A Client Alert shared by Stradley Ronon, penned by ERISA attorneys George Michael Gerstein, Jessica Burt, and James Severs, warns that several states are in the process of debating and potentially adopting their own legislation relating to the fiduciary responsibilities of broker/dealers and investment advisers.

The laws could make for some interesting and challenging legal circumstances in the future, the alert warns, given that the Employee Retirement Income Security Act (ERISA) is generally understood to preempt state law. In recent years this generally meant that the Department of Labor (DOL) could enforce more rigorous conflict of interest standards on behalf of retirement investors than the individual regulators in more conservative states were apt to do. However, now that Republicans have regained control of Congress and the White House and are aiming at relaxing the recently expanded fiduciary rule the Obama administration sought to establish under ERISA, some states are considering what powers they have to pick up the slack.

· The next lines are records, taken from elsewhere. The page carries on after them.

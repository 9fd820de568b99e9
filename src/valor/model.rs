use serde::{Deserialize, Deserializer, Serialize};

/// One biographical entry in the collection.
///
/// Records are never mutated after load. Fields the data file omits come back
/// empty; optional fields that are empty or whitespace come back as `None`.
#[derive(Debug, Clone, PartialEq, Eq, Serialize, Deserialize)]
#[serde(rename_all = "camelCase")]
pub struct Record {
    #[serde(default, deserialize_with = "text")]
    pub id: String,
    #[serde(default, deserialize_with = "text")]
    pub name: String,
    #[serde(default, deserialize_with = "text")]
    pub rank: String,
    #[serde(default, deserialize_with = "text")]
    pub regiment: String,
    #[serde(default, deserialize_with = "text")]
    pub award: String,
    #[serde(default, deserialize_with = "text")]
    pub state: String,
    #[serde(default, deserialize_with = "text")]
    pub war: String,
    #[serde(default, deserialize_with = "text")]
    pub year: String,
    #[serde(default, deserialize_with = "text")]
    pub short_story: String,
    #[serde(default, deserialize_with = "text")]
    pub full_story: String,

    #[serde(default, deserialize_with = "optional_text", skip_serializing_if = "Option::is_none")]
    pub date_of_birth: Option<String>,
    #[serde(default, deserialize_with = "optional_text", skip_serializing_if = "Option::is_none")]
    pub date_of_death: Option<String>,
    #[serde(default, deserialize_with = "optional_text", skip_serializing_if = "Option::is_none")]
    pub age: Option<String>,
    #[serde(default, deserialize_with = "optional_text", skip_serializing_if = "Option::is_none")]
    pub hometown: Option<String>,
    #[serde(default, deserialize_with = "optional_text", skip_serializing_if = "Option::is_none")]
    pub battle_location: Option<String>,
    #[serde(default, deserialize_with = "optional_text", skip_serializing_if = "Option::is_none")]
    pub family_background: Option<String>,
    #[serde(default, deserialize_with = "optional_text", skip_serializing_if = "Option::is_none")]
    pub education: Option<String>,
    #[serde(default, deserialize_with = "optional_text", skip_serializing_if = "Option::is_none")]
    pub motto: Option<String>,
    #[serde(default, deserialize_with = "optional_text", skip_serializing_if = "Option::is_none")]
    pub image: Option<String>,
}

impl Record {
    /// Minimal record with the listing fields set; everything optional is absent.
    pub fn new(id: impl Into<String>, name: impl Into<String>) -> Self {
        Self {
            id: id.into(),
            name: name.into(),
            rank: String::new(),
            regiment: String::new(),
            award: String::new(),
            state: String::new(),
            war: String::new(),
            year: String::new(),
            short_story: String::new(),
            full_story: String::new(),
            date_of_birth: None,
            date_of_death: None,
            age: None,
            hometown: None,
            battle_location: None,
            family_background: None,
            education: None,
            motto: None,
            image: None,
        }
    }

    /// Identity check against an id taken from user input.
    ///
    /// Ids are text; a numeric id in the data file was already turned into
    /// text at load, so this is plain equality on the trimmed input.
    pub fn has_id(&self, id: &str) -> bool {
        self.id == id.trim()
    }
}

/// JSON values we accept where the record expects text.
#[derive(Deserialize)]
#[serde(untagged)]
enum Scalar {
    Text(String),
    Int(i64),
    UInt(u64),
    Float(f64),
    Bool(bool),
}

impl Scalar {
    fn into_text(self) -> String {
        match self {
            Scalar::Text(s) => s,
            Scalar::Int(n) => n.to_string(),
            Scalar::UInt(n) => n.to_string(),
            Scalar::Float(n) => n.to_string(),
            Scalar::Bool(b) => b.to_string(),
        }
    }
}

fn text<'de, D>(deserializer: D) -> Result<String, D::Error>
where
    D: Deserializer<'de>,
{
    Ok(Option::<Scalar>::deserialize(deserializer)?
        .map(Scalar::into_text)
        .unwrap_or_default())
}

fn optional_text<'de, D>(deserializer: D) -> Result<Option<String>, D::Error>
where
    D: Deserializer<'de>,
{
    Ok(Option::<Scalar>::deserialize(deserializer)?
        .map(Scalar::into_text)
        .filter(|s| !s.trim().is_empty()))
}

Among the states debating/implementing their own conflict of interest rules are Connecticut, New Jersey and New York. Effective July 1, according to the Stradley Ronon attorneys, broker/dealers and investment advisers operating in Nevada became subject to the state’s financial planner statue, known as NRS 628A, “making them fiduciaries to their clients and requiring them to submit to a rigorous disclosure regimen.” 

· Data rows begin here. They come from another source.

//! # Valor Architecture
//!
//! Valor is a **UI-agnostic record browsing library**: it loads a fixed collection of
//! biographical records, narrows it with a search term and category selections, and
//! projects single records onto a detail view. The `valor` binary is one client of it.
//!
//! ## Layers
//!
//! ```text
//! ┌─────────────────────────────────────────────────────────────┐
//! │  CLI Layer (cli/, wired by main.rs)                         │
//! │  - Parses arguments, renders cards, runs the browse loop    │
//! │  - The ONLY place that knows about stdout/stderr/exit codes │
//! └─────────────────────────────────────────────────────────────┘
//!                              │
//!                              ▼
//! ┌─────────────────────────────────────────────────────────────┐
//! │  API Layer (api.rs)                                         │
//! │  - Loads the collection once per call                       │
//! │  - Dispatches to commands, returns `Result<CmdResult>`      │
//! └─────────────────────────────────────────────────────────────┘
//!                              │
//!                              ▼
//! ┌─────────────────────────────────────────────────────────────┐
//! │  Core (filter.rs, listing.rs, vocabulary.rs, detail.rs,     │
//! │        debounce.rs, commands/*.rs)                          │
//! │  - Pure logic over in-memory records                        │
//! └─────────────────────────────────────────────────────────────┘
//!                              │
//!                              ▼
//! ┌─────────────────────────────────────────────────────────────┐
//! │  Data Source Layer (store/)                                 │
//! │  - `DataSource` trait: file, HTTP, in-memory                │
//! └─────────────────────────────────────────────────────────────┘
//! ```
//!
//! ## Data Flow
//!
//! `raw collection → vocabulary extraction → criteria → predicate evaluation →
//! filtered view → render`
//!
//! Nothing here keeps ambient state. A [`listing::ListingSession`] owns the collection,
//! the criteria and the current view for as long as a listing is on screen.
//!
//! ## Key Principle: No I/O Assumptions in Core
//!
//! From `api.rs` inward, code never writes to stdout/stderr, never exits the process
//! and never reads a clock on its own ([`debounce::Debouncer`] is handed the time).
//! Diagnostics go through `tracing`; the binary decides where they end up.
//!
//! ## Module Overview
//!
//! - [`api`]: The API facade
//! - [`commands`]: Per-operation logic producing `CmdResult`s
//! - [`filter`]: Criteria, predicates and the filtered view
//! - [`listing`]: The listing state object and its page status
//! - [`vocabulary`]: Distinct war/state/award values
//! - [`debounce`]: Quiescence-window coalescing of search input
//! - [`detail`]: Record → detail view projection
//! - [`collection`]: The loaded collection
//! - [`store`]: Data sources
//! - [`model`]: The `Record` type
//! - [`images`]: Image reference resolution
//! - [`config`], [`init`]: Configuration and context setup
//! - [`error`]: Error types

pub mod api;
pub mod collection;
pub mod commands;
pub mod config;
pub mod debounce;
pub mod detail;
pub mod error;
pub mod filter;
pub mod images;
pub mod init;
pub mod listing;
pub mod model;
pub mod store;
pub mod vocabulary;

Similar to the approaches being take elsewhere, in Nevada, the newly adopted legislation removes existing exemptions for broker/dealers, investment advisers and their respective representatives from the definition of a “financial planner.” The statutory fiduciary duty specifically requires financial planners to “disclose to a client, at the time advice is given, any gain the financial planner may receive such as profit or commission, if the advice is followed.”

The statutory fiduciary duty also requires financial planners, through a “diligent inquiry of each client,” to make an initial determination of suitability of the advice to be given to each client as well as to evaluate such suitability on an ongoing basis. As the attorneys note, in making such determinations of suitability, the financial planner should consider “the client’s financial circumstances and obligations and the client’s present and anticipated obligations to and goals for his or her family.”

“Broker-dealers, investment advisers and their respective representatives will be financial planners under Nevada law if they advise others for compensation upon the investment of money or upon provision for income to be needed in the future, or if they hold themselves out as qualified to perform either of these functions,” the attorneys explain. “As financial planners, they will now be subject to Nevada’s statutory fiduciary duty with respect to advice that they provide to Nevada clients.”

Crucial to note, the attorneys argue, whether or not advisers/brokers registered with the U.S. Securities and Exchange Commission are exempt from the Nevada laws on federal preemption grounds “is an open question.” It will be an important question to answer, given that the legislation also grants to the clients of financial planners a statutory right of action if the financial planner violates any element of the fiduciary duty, is grossly negligent in the provision of advice to the client, or violates any state law in the provision of investment advice.